- Work task -
Your answer is to be the count alone: the number of lines in the data below where "position" appears.

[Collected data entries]
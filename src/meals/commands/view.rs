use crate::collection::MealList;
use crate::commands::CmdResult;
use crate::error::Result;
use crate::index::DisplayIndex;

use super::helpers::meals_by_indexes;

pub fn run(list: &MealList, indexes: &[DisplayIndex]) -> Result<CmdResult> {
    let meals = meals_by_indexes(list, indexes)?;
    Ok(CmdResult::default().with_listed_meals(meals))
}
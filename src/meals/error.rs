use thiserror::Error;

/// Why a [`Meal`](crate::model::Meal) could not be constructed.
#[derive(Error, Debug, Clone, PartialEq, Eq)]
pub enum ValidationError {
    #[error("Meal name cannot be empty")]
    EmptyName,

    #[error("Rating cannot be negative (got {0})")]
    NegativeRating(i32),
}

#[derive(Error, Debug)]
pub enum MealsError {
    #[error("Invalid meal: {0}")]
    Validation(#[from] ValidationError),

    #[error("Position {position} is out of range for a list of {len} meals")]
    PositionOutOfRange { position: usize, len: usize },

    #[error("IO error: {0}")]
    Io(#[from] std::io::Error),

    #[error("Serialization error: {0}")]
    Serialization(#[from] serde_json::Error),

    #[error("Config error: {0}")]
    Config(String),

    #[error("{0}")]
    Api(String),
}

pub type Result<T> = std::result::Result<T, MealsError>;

- Response to the exercise -
2